STS-67 Day 6 Highlights
Back to STS-67 Flight Day 05 Highlights:
-
- On Wednesday, March 8, 1995 at 8 a.m. CST, STS-67 MCC Status Report # 12
reports: Astro-2 observations continue, including ultraviolet
views of spiral galaxies, the interstellar medium and a very luminous
and hot Wolf Rayet star. A successful alignment of the inertial
measurement units was performed earlier this morning. Excess water
will be dumped through the flash evaporator system today. All
consumables are at the appropriate levels at this time in the
record-setting mission.
- On Wednesday, March 8, 1995 at 4 p.m. CST, STS-67 MCC Status Report # 13
reports: Mission Specialist Wendy Lawrence beamed down a video
postcard, narrating a tour of the Space Shuttle Endeavour and showing
what life aboard is like. The tour included views of the aft flight
deck, where astronomical observations are being conducted; the forward
flight deck, where shuttle maneuvers are orchestrated; and the
middeck, where experiments are studying biotechnology and flexible
space structures and the day-to-day activities such as food
preparation and personal hygiene are taken care of.

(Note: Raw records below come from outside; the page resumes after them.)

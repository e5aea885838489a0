//! Terminal MCP chat client.
//!
//! Connects to a Model Context Protocol server, lets an OpenAI-compatible
//! model decide when to invoke server-exposed tools, and renders tool
//! results (tables, maps, kanban boards, forms, buttons) into a chat
//! transcript. The two load-bearing pieces are the dynamic schema-to-form
//! engine ([`schema`], [`form`]) and the agentic tool-calling loop
//! ([`agent`]); everything else is plumbing around them.

pub mod agent;
pub mod config;
pub mod events;
pub mod form;
pub mod interpret;
pub mod layout;
pub mod llm;
pub mod mcp;
pub mod schema;
pub mod storage;
pub mod toolformat;
pub mod transcript;
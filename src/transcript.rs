//! Chat transcript.
//!
//! Append-only list of user/bot messages. The single permitted mutation
//! beyond append is updating the trailing bot message's content while a
//! model stream is in flight, so incremental tokens render as they
//! arrive.

use chrono::{DateTime, Utc};
use uuid::Uuid;

use crate::layout::Layout;

#[derive(Debug, Clone, Copy, PartialEq, Eq)]
pub enum Role {
    User,
    Bot,
}

#[derive(Debug, Clone)]
pub struct Message {
    pub id: String,
    pub role: Role,
    pub content: String,
    pub timestamp: DateTime<Utc>,
    pub layouts: Vec<Layout>,
}

impl Message {
    fn new(role: Role, content: impl Into<String>, layouts: Vec<Layout>) -> Self {
        Message {
            id: Uuid::new_v4().to_string(),
            role,
            content: content.into(),
            timestamp: Utc::now(),
            layouts,
        }
    }
}

#[derive(Debug, Clone, Default)]
pub struct Transcript {
    messages: Vec<Message>,
}

impl Transcript {
    pub fn new() -> Self {
        Transcript::default()
    }

    pub fn push_user(&mut self, content: impl Into<String>) {
        self.messages.push(Message::new(Role::User, content, Vec::new()));
    }

    pub fn push_bot(&mut self, content: impl Into<String>) {
        self.messages.push(Message::new(Role::Bot, content, Vec::new()));
    }

    pub fn push_bot_with_layouts(&mut self, content: impl Into<String>, layouts: Vec<Layout>) {
        self.messages.push(Message::new(Role::Bot, content, layouts));
    }

    /// Replace the trailing bot message's content (streaming update).
    /// No-op when the transcript is empty or ends with a user message.
    pub fn set_last_bot_content(&mut self, content: &str) {
        if let Some(last) = self.messages.last_mut() {
            if last.role == Role::Bot {
                last.content = content.to_string();
            }
        }
    }

    pub fn messages(&self) -> &[Message] {
        &self.messages
    }

    pub fn len(&self) -> usize {
        self.messages.len()
    }

    pub fn is_empty(&self) -> bool {
        self.messages.is_empty()
    }

    pub fn last(&self) -> Option<&Message> {
        self.messages.last()
    }
}
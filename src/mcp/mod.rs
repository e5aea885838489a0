//! MCP (Model Context Protocol) client support for connecting to tool servers.

pub mod http;

use anyhow::Result;
use async_trait::async_trait;
use serde::{Deserialize, Serialize};
use serde_json::Value;

/// Tool definition from an MCP server.
#[derive(Debug, Clone, Serialize, Deserialize)]
pub struct ToolDef {
    pub name: String,
    #[serde(default)]
    pub description: Option<String>,
    /// JSON Schema for tool input parameters.
    #[serde(default, rename = "inputSchema")]
    pub input_schema: Value,
}

/// One content block in a tool result.
#[derive(Debug, Clone, Serialize, Deserialize)]
#[serde(tag = "type", rename_all = "lowercase")]
pub enum ToolContent {
    Text {
        text: String,
    },
    #[serde(other)]
    Other,
}

/// Result of a tool invocation.
#[derive(Debug, Clone, Default, Serialize, Deserialize)]
pub struct ToolResult {
    #[serde(default)]
    pub content: Vec<ToolContent>,
    #[serde(default, rename = "isError")]
    pub is_error: bool,
}

impl ToolResult {
    /// Concatenated text blocks, one per line.
    pub fn text(&self) -> String {
        self.content
            .iter()
            .filter_map(|block| match block {
                ToolContent::Text { text } => Some(text.as_str()),
                ToolContent::Other => None,
            })
            .collect::<Vec<_>>()
            .join("\n")
    }
}

/// A server-initiated request for structured user input, delivered
/// while a tool call is in flight.
#[derive(Debug, Clone)]
pub struct ElicitRequest {
    /// JSON-RPC id to echo back in the response.
    pub id: Value,
    pub message: String,
    /// JSON Schema describing the requested fields.
    pub schema: Value,
}

/// User verdict on an elicitation prompt.
#[derive(Debug, Clone, Copy, PartialEq, Eq)]
pub enum ElicitAction {
    Accept,
    Decline,
    Cancel,
}

impl ElicitAction {
    pub fn as_str(&self) -> &'static str {
        match self {
            ElicitAction::Accept => "accept",
            ElicitAction::Decline => "decline",
            ElicitAction::Cancel => "cancel",
        }
    }
}

/// Response to an [`ElicitRequest`]. Content is only sent on accept.
#[derive(Debug, Clone)]
pub struct ElicitResponse {
    pub id: Value,
    pub action: ElicitAction,
    pub content: Option<Value>,
}

/// Client side of an MCP connection.
#[async_trait]
pub trait McpClient: Send + Sync {
    async fn list_tools(&self) -> Result<Vec<ToolDef>>;

    async fn call_tool(&self, name: &str, arguments: Value) -> Result<ToolResult>;

    /// Deliver the user's answer to a pending elicitation request.
    async fn submit_elicit_response(&self, response: ElicitResponse) -> Result<()>;
}
//! Agent loop and execution components.
//!
//! - `core` - The streaming tool-calling loop
//! - `cancel` - Cooperative cancellation token

pub mod cancel;
pub mod core;

pub use cancel::CancelToken;
pub use core::{
    Agent, AgentLoopConfig, AgentSession, TurnOutcome, TurnResult, DEFAULT_MAX_ITERATIONS,
};
//! JSON Schema property descriptors.
//!
//! Elicitation requests and tool input schemas arrive as untyped JSON
//! fragments from the server. Each property is normalized once into a
//! [`FieldDescriptor`] with a closed [`FieldKind`] variant, instead of
//! re-inspecting the raw shape at every use site. The input schema is
//! treated as read-only and never mutated.

use serde_json::Value;

/// Scalar value types a schema property (or array item) can declare.
#[derive(Debug, Clone, Copy, PartialEq, Eq)]
pub enum ScalarType {
    String,
    Number,
    Integer,
    Boolean,
}

impl ScalarType {
    /// Map a schema `type` name to a scalar type. Unknown names fall back
    /// to string, matching the tolerant behavior needed for
    /// server-supplied schemas.
    pub fn from_name(name: &str) -> Self {
        match name {
            "number" => ScalarType::Number,
            "integer" => ScalarType::Integer,
            "boolean" => ScalarType::Boolean,
            _ => ScalarType::String,
        }
    }

    /// The kind-appropriate zero value used to seed required fields.
    pub fn zero(&self) -> Value {
        match self {
            ScalarType::Number | ScalarType::Integer => Value::from(0),
            ScalarType::String => Value::from(""),
            ScalarType::Boolean => Value::from(false),
        }
    }

    pub fn is_numeric(&self) -> bool {
        matches!(self, ScalarType::Number | ScalarType::Integer)
    }
}

/// Closed classification of a schema property, derived deterministically
/// from `{type, items.type}`:
///
/// - `items.type == "array"` ⇒ `NestedArray`
/// - `items.type == "object"` ⇒ `ObjectList` (array of objects edited as
///   key/value rows)
/// - plain `array` ⇒ `Array`
/// - `object` with `properties` ⇒ `Object` (nested form)
/// - `object` without `properties` ⇒ `ObjectList` (schema-less key/value rows)
/// - anything else ⇒ `Scalar`
#[derive(Debug, Clone, PartialEq)]
pub enum FieldKind {
    Scalar(ScalarType),
    /// Flat list of scalars; the payload is the item type.
    Array(ScalarType),
    /// List of lists of scalars; the payload is the inner item type.
    NestedArray(ScalarType),
    /// Key/value rows with an explicit value-type tag per row.
    ObjectList,
    /// Object with its own `properties`, built as a nested form.
    Object,
}

/// Bounds and option constraints lifted from a property fragment.
/// Enforced by per-control validators at form-build time, not by the
/// shallow submission gate.
#[derive(Debug, Clone, Default, PartialEq)]
pub struct Constraints {
    pub minimum: Option<f64>,
    pub maximum: Option<f64>,
    pub min_length: Option<usize>,
    pub max_length: Option<usize>,
    pub format: Option<String>,
    pub pattern: Option<String>,
    pub enum_options: Vec<Value>,
}

impl Constraints {
    fn from_property(prop: &Value) -> Self {
        Constraints {
            minimum: prop.get("minimum").and_then(Value::as_f64),
            maximum: prop.get("maximum").and_then(Value::as_f64),
            min_length: prop
                .get("minLength")
                .and_then(Value::as_u64)
                .map(|n| n as usize),
            max_length: prop
                .get("maxLength")
                .and_then(Value::as_u64)
                .map(|n| n as usize),
            format: prop
                .get("format")
                .and_then(Value::as_str)
                .map(str::to_string),
            pattern: prop
                .get("pattern")
                .and_then(Value::as_str)
                .map(str::to_string),
            enum_options: prop
                .get("enum")
                .and_then(Value::as_array)
                .cloned()
                .unwrap_or_default(),
        }
    }
}

/// One schema property, normalized for rendering and validation.
#[derive(Debug, Clone)]
pub struct FieldDescriptor {
    pub name: String,
    pub title: String,
    pub description: Option<String>,
    pub kind: FieldKind,
    pub required: bool,
    pub constraints: Constraints,
    /// Schema `default`, or the kind-appropriate zero value.
    pub default_value: Value,
    /// The raw property fragment, kept for recursive builds and seeding.
    pub property: Value,
}

impl FieldDescriptor {
    /// Normalize one property fragment. Never fails: malformed fragments
    /// (array without `items`, non-object shapes) degrade to a best-effort
    /// string-typed descriptor.
    pub fn from_property(name: &str, prop: &Value, required: bool) -> Self {
        let kind = classify(prop);
        let default_value = prop
            .get("default")
            .cloned()
            .unwrap_or_else(|| zero_for(&kind));
        FieldDescriptor {
            name: name.to_string(),
            title: prop
                .get("title")
                .and_then(Value::as_str)
                .unwrap_or(name)
                .to_string(),
            description: prop
                .get("description")
                .and_then(Value::as_str)
                .map(str::to_string),
            kind,
            required,
            constraints: Constraints::from_property(prop),
            default_value,
            property: prop.clone(),
        }
    }

    /// Item type for array-like fields; `None` for the rest.
    pub fn item_type(&self) -> Option<ScalarType> {
        match self.kind {
            FieldKind::Array(t) | FieldKind::NestedArray(t) => Some(t),
            _ => None,
        }
    }
}

/// Parse a schema node's `properties` into descriptors. A missing or
/// non-object `properties` yields an empty list rather than an error.
pub fn parse_fields(schema: &Value) -> Vec<FieldDescriptor> {
    let required: Vec<&str> = schema
        .get("required")
        .and_then(Value::as_array)
        .map(|r| r.iter().filter_map(Value::as_str).collect())
        .unwrap_or_default();

    let Some(properties) = schema.get("properties").and_then(Value::as_object) else {
        return Vec::new();
    };

    properties
        .iter()
        .map(|(name, prop)| {
            FieldDescriptor::from_property(name, prop, required.contains(&name.as_str()))
        })
        .collect()
}

fn classify(prop: &Value) -> FieldKind {
    let type_name = prop.get("type").and_then(Value::as_str).unwrap_or("string");
    match type_name {
        "array" => {
            let items = prop.get("items");
            let item_type = items
                .and_then(|i| i.get("type"))
                .and_then(Value::as_str)
                .unwrap_or("string");
            match item_type {
                "array" => {
                    let inner = items
                        .and_then(|i| i.get("items"))
                        .and_then(|i| i.get("type"))
                        .and_then(Value::as_str)
                        .unwrap_or("string");
                    FieldKind::NestedArray(ScalarType::from_name(inner))
                }
                "object" => FieldKind::ObjectList,
                other => FieldKind::Array(ScalarType::from_name(other)),
            }
        }
        "object" => {
            if prop.get("properties").map(|p| p.is_object()).unwrap_or(false) {
                FieldKind::Object
            } else {
                FieldKind::ObjectList
            }
        }
        scalar => FieldKind::Scalar(ScalarType::from_name(scalar)),
    }
}

fn zero_for(kind: &FieldKind) -> Value {
    match kind {
        FieldKind::Scalar(t) => t.zero(),
        FieldKind::Array(_) | FieldKind::NestedArray(_) => Value::Array(Vec::new()),
        FieldKind::ObjectList | FieldKind::Object => {
            Value::Object(serde_json::Map::new())
        }
    }
}

#[cfg(test)]
mod tests {
    use super::*;
    use serde_json::json;

    #[test]
    fn test_classify_scalar_types() {
        assert_eq!(
            classify(&json!({"type": "string"})),
            FieldKind::Scalar(ScalarType::String)
        );
        assert_eq!(
            classify(&json!({"type": "integer"})),
            FieldKind::Scalar(ScalarType::Integer)
        );
        assert_eq!(
            classify(&json!({"type": "boolean"})),
            FieldKind::Scalar(ScalarType::Boolean)
        );
        // Unknown or missing type falls back to string
        assert_eq!(
            classify(&json!({})),
            FieldKind::Scalar(ScalarType::String)
        );
    }

    #[test]
    fn test_classify_array_kinds() {
        assert_eq!(
            classify(&json!({"type": "array", "items": {"type": "number"}})),
            FieldKind::Array(ScalarType::Number)
        );
        assert_eq!(
            classify(&json!({
                "type": "array",
                "items": {"type": "array", "items": {"type": "integer"}}
            })),
            FieldKind::NestedArray(ScalarType::Integer)
        );
        assert_eq!(
            classify(&json!({"type": "array", "items": {"type": "object"}})),
            FieldKind::ObjectList
        );
        // Array without items degrades to a string array
        assert_eq!(
            classify(&json!({"type": "array"})),
            FieldKind::Array(ScalarType::String)
        );
    }

    #[test]
    fn test_classify_object_kinds() {
        assert_eq!(
            classify(&json!({
                "type": "object",
                "properties": {"x": {"type": "string"}}
            })),
            FieldKind::Object
        );
        // Schema-less object is edited as key/value rows
        assert_eq!(classify(&json!({"type": "object"})), FieldKind::ObjectList);
    }

    #[test]
    fn test_zero_values() {
        assert_eq!(ScalarType::Number.zero(), json!(0));
        assert_eq!(ScalarType::Integer.zero(), json!(0));
        assert_eq!(ScalarType::String.zero(), json!(""));
        assert_eq!(ScalarType::Boolean.zero(), json!(false));
    }

    #[test]
    fn test_descriptor_constraints_and_default() {
        let prop = json!({
            "type": "string",
            "title": "User name",
            "description": "Login name",
            "minLength": 2,
            "maxLength": 32,
            "format": "email",
            "default": "anon"
        });
        let field = FieldDescriptor::from_property("username", &prop, true);
        assert_eq!(field.title, "User name");
        assert!(field.required);
        assert_eq!(field.constraints.min_length, Some(2));
        assert_eq!(field.constraints.max_length, Some(32));
        assert_eq!(field.constraints.format.as_deref(), Some("email"));
        assert_eq!(field.default_value, json!("anon"));
    }

    #[test]
    fn test_descriptor_zero_default() {
        let field = FieldDescriptor::from_property("count", &json!({"type": "integer"}), false);
        assert_eq!(field.default_value, json!(0));
        let field = FieldDescriptor::from_property("tags", &json!({"type": "array"}), false);
        assert_eq!(field.default_value, json!([]));
    }

    #[test]
    fn test_parse_fields_key_set() {
        let schema = json!({
            "type": "object",
            "properties": {
                "age": {"type": "integer"},
                "name": {"type": "string"}
            },
            "required": ["name"]
        });
        let fields = parse_fields(&schema);
        assert_eq!(fields.len(), 2);
        let name = fields.iter().find(|f| f.name == "name").unwrap();
        assert!(name.required);
        let age = fields.iter().find(|f| f.name == "age").unwrap();
        assert!(!age.required);
    }

    #[test]
    fn test_parse_fields_missing_properties() {
        assert!(parse_fields(&json!({"type": "object"})).is_empty());
        assert!(parse_fields(&json!("not a schema")).is_empty());
    }

    #[test]
    fn test_enum_options() {
        let prop = json!({"type": "string", "enum": ["red", "green", "blue"]});
        let field = FieldDescriptor::from_property("color", &prop, false);
        assert_eq!(field.constraints.enum_options.len(), 3);
    }
}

- Oswald worked again with the Middeck Active Control Experiment as
Gregory took care of orienting the shuttle for its Astro-2
observations and performed housekeeping duties. Grunsfeld and Parise
directed the trio of Astro-2 telescopes toward its targets. Gregory
and Grunsfeld also conducted an interview with KFWB Radio in Los
Angeles.
- On Wednesday, March 8, 1995 at 6 a.m. CST, STS-67 Payload Status Report # 13
reports: (6/5:22 MET) Although payload controllers at
Marshall Space Flight Center in Huntsville, Ala., were briefly
evacuated to a safe area during severe weather conditions last night,
voice communications with the Shuttle continued from Marshall,
allowing Mission Specialist John Grunsfeld to coordinate his
activities with science teams on the ground .
-
- Grunsfeld pointed the Astro-2 telescopes at a quasi-stellar object,
a prime target for the Hopkins Ultraviolet Telescope (HUT), known as
HS1700+64. Principal Investigator Dr. Arthur Davidsen and the HUT
science team are searching for the helium left over from the
primordial fireball that many scientists believe marked the birth of
the universe some 10 to 20 billion years ago. To find the ash
remnants of the explosive genesis of the universe, astronomers must
use the faint glow of extremely distant objects, such as this quasar,
located behind the intergalactic gas similar to using a distant
flashlight shining through a hazy mist. HUT was aimed at this Astro-2
target, located many billions of light years away, to help scientists
search the gas for evidence that helium is absorbing the quasar's
ultraviolet light.
- Jernigan and Durrance aligned the Wisconsin Ultraviolet Photo-
Polarimeter Experiment (WUPPE) telescope to look at two other stars
serving as background lights in the study of interstellar polarization
the orientation of ultraviolet light waves that travel through
the gas and dust between stars. Interstellar polarization studies
enable scientists to make allowances for obscuring matter when they
study other objects in the universe as well as learn about the
obscuring matter itself.
- The Ultraviolet Imaging Telescope (UIT), WUPPE and HUT observed the
dying remains of a star a white dwarf. This small object, which has
burned all its nuclear fuel, allowed WUPPE Principal Investigator
Dr. Arthur Code to observe the orientation of the ultraviolet light
traveling from the white dwarf to determine its geometry and density.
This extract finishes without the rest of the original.